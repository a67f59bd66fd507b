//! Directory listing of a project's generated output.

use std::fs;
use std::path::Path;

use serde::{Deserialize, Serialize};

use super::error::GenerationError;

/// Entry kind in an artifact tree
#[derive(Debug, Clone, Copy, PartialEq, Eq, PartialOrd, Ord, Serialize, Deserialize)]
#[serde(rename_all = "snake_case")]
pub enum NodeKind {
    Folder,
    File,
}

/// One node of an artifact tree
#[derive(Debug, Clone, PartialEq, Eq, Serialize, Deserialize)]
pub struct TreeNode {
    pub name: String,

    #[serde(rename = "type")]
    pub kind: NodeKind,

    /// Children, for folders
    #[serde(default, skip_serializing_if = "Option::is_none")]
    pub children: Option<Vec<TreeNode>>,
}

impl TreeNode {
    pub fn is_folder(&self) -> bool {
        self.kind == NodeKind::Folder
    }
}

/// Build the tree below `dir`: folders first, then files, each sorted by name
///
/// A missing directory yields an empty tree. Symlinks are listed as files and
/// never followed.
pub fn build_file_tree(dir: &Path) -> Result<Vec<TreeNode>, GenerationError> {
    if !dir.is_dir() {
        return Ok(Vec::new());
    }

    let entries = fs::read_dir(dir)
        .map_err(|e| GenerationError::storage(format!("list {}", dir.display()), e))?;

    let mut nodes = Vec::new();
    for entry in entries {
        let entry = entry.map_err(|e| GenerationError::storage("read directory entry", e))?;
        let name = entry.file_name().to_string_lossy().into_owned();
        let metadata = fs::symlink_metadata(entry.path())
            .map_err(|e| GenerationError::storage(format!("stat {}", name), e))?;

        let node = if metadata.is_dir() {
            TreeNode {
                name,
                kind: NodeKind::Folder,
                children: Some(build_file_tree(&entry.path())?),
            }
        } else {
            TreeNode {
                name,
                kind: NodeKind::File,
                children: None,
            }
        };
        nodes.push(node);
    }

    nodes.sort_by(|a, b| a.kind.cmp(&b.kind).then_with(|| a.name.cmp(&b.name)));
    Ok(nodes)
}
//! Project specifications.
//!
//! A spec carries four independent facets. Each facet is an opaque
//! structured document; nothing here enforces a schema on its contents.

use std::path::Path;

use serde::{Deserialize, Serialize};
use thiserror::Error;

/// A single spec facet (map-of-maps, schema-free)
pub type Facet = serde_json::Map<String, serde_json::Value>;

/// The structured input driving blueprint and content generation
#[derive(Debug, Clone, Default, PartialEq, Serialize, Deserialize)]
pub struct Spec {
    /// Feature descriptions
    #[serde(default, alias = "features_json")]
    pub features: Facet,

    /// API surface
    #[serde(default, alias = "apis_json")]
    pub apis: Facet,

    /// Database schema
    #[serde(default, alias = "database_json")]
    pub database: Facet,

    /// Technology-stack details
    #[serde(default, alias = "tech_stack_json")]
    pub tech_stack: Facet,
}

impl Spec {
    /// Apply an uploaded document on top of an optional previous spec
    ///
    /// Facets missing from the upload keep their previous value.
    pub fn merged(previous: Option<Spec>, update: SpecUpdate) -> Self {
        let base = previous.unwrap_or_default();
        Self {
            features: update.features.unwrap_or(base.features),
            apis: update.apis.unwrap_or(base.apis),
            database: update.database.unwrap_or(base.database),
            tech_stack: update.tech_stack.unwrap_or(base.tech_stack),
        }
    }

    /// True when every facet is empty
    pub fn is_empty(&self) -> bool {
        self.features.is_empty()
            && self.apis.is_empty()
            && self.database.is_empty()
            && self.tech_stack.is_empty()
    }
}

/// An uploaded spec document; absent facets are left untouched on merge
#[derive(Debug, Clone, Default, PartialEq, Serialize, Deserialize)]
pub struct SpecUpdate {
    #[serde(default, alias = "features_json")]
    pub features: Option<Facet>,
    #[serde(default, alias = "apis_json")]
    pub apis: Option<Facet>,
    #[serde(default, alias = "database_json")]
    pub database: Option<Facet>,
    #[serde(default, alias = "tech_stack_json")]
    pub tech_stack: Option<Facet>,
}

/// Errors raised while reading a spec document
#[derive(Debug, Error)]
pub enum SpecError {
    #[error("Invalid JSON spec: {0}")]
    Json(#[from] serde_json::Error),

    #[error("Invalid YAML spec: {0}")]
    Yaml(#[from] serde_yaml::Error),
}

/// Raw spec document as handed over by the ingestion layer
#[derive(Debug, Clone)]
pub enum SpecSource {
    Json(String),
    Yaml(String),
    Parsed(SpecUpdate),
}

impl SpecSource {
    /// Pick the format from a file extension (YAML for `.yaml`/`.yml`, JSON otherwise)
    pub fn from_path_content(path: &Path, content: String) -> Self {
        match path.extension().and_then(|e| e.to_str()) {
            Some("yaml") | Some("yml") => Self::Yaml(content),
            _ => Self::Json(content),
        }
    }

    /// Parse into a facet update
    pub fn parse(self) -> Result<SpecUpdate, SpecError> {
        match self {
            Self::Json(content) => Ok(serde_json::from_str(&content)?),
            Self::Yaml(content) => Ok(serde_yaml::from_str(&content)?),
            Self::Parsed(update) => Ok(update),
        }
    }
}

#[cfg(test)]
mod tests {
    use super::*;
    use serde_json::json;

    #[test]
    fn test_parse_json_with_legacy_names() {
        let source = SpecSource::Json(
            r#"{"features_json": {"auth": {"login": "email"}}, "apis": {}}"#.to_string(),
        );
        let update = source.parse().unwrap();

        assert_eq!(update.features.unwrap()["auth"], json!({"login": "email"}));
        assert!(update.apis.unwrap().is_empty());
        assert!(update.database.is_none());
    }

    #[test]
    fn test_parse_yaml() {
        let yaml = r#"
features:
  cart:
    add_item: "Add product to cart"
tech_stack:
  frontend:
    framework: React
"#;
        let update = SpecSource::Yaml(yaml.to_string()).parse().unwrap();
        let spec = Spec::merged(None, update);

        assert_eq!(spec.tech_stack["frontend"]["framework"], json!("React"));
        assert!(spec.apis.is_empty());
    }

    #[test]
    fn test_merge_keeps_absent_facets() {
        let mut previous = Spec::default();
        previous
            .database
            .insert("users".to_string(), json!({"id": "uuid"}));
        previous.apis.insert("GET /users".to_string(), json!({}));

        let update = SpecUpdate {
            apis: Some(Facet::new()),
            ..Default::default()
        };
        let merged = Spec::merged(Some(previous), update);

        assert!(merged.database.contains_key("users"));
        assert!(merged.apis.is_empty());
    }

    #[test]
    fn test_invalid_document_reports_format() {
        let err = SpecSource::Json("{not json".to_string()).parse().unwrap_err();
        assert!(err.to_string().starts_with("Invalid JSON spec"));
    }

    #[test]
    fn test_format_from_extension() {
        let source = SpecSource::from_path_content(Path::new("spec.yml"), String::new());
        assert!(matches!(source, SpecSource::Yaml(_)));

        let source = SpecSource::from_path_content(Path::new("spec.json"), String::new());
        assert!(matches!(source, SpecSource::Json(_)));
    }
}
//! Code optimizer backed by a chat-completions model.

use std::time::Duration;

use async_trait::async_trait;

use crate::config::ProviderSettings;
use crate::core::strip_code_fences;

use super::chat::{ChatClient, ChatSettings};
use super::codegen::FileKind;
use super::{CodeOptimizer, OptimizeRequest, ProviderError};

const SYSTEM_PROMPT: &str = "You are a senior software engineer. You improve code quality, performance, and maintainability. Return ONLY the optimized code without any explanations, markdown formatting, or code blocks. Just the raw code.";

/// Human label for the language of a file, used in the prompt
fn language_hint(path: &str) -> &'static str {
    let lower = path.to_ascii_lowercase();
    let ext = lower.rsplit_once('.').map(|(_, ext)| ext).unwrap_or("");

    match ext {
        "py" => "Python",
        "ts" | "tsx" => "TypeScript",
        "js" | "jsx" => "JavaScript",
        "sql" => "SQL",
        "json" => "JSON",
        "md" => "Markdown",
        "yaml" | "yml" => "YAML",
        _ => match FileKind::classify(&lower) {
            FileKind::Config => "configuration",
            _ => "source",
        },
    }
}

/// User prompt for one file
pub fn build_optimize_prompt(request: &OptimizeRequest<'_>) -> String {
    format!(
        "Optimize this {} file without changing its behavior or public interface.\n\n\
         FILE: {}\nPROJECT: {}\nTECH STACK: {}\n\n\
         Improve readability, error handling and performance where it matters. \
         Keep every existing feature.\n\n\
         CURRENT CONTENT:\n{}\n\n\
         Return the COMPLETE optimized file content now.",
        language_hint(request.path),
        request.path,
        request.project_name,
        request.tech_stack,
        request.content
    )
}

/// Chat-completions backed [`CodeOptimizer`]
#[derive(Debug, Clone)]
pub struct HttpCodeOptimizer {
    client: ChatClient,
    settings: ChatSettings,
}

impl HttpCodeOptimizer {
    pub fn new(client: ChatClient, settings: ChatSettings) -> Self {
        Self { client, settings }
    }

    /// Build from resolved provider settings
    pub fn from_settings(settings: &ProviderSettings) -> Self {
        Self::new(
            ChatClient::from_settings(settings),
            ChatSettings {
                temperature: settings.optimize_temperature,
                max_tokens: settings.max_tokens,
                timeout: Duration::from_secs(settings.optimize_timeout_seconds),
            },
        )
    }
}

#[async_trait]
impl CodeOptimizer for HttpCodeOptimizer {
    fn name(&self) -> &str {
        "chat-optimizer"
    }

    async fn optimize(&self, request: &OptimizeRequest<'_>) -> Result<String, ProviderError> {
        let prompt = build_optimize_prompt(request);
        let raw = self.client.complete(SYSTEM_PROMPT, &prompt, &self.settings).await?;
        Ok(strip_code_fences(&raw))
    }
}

### WHAT YOU HAVE TO DO:
In the material above, transcribe exactly the lines beginning at the one with "for entry in" and ending at the one with "and content generation", both included.

### ANSWER SPACE:
    for entry in entries {
        let entry = entry.map_err(|e| GenerationError::storage("read directory entry", e))?;
        let name = entry.file_name().to_string_lossy().into_owned();
        let metadata = fs::symlink_metadata(entry.path())
            .map_err(|e| GenerationError::storage(format!("stat {}", name), e))?;

        let node = if metadata.is_dir() {
            TreeNode {
                name,
                kind: NodeKind::Folder,
                children: Some(build_file_tree(&entry.path())?),
            }
        } else {
            TreeNode {
                name,
                kind: NodeKind::File,
                children: None,
            }
        };
        nodes.push(node);
    }

    nodes.sort_by(|a, b| a.kind.cmp(&b.kind).then_with(|| a.name.cmp(&b.name)));
    Ok(nodes)
}
//! Project specifications.
//!
//! A spec carries four independent facets. Each facet is an opaque
//! structured document; nothing here enforces a schema on its contents.

use std::path::Path;

use serde::{Deserialize, Serialize};
use thiserror::Error;

/// A single spec facet (map-of-maps, schema-free)
pub type Facet = serde_json::Map<String, serde_json::Value>;

/// The structured input driving blueprint and content generation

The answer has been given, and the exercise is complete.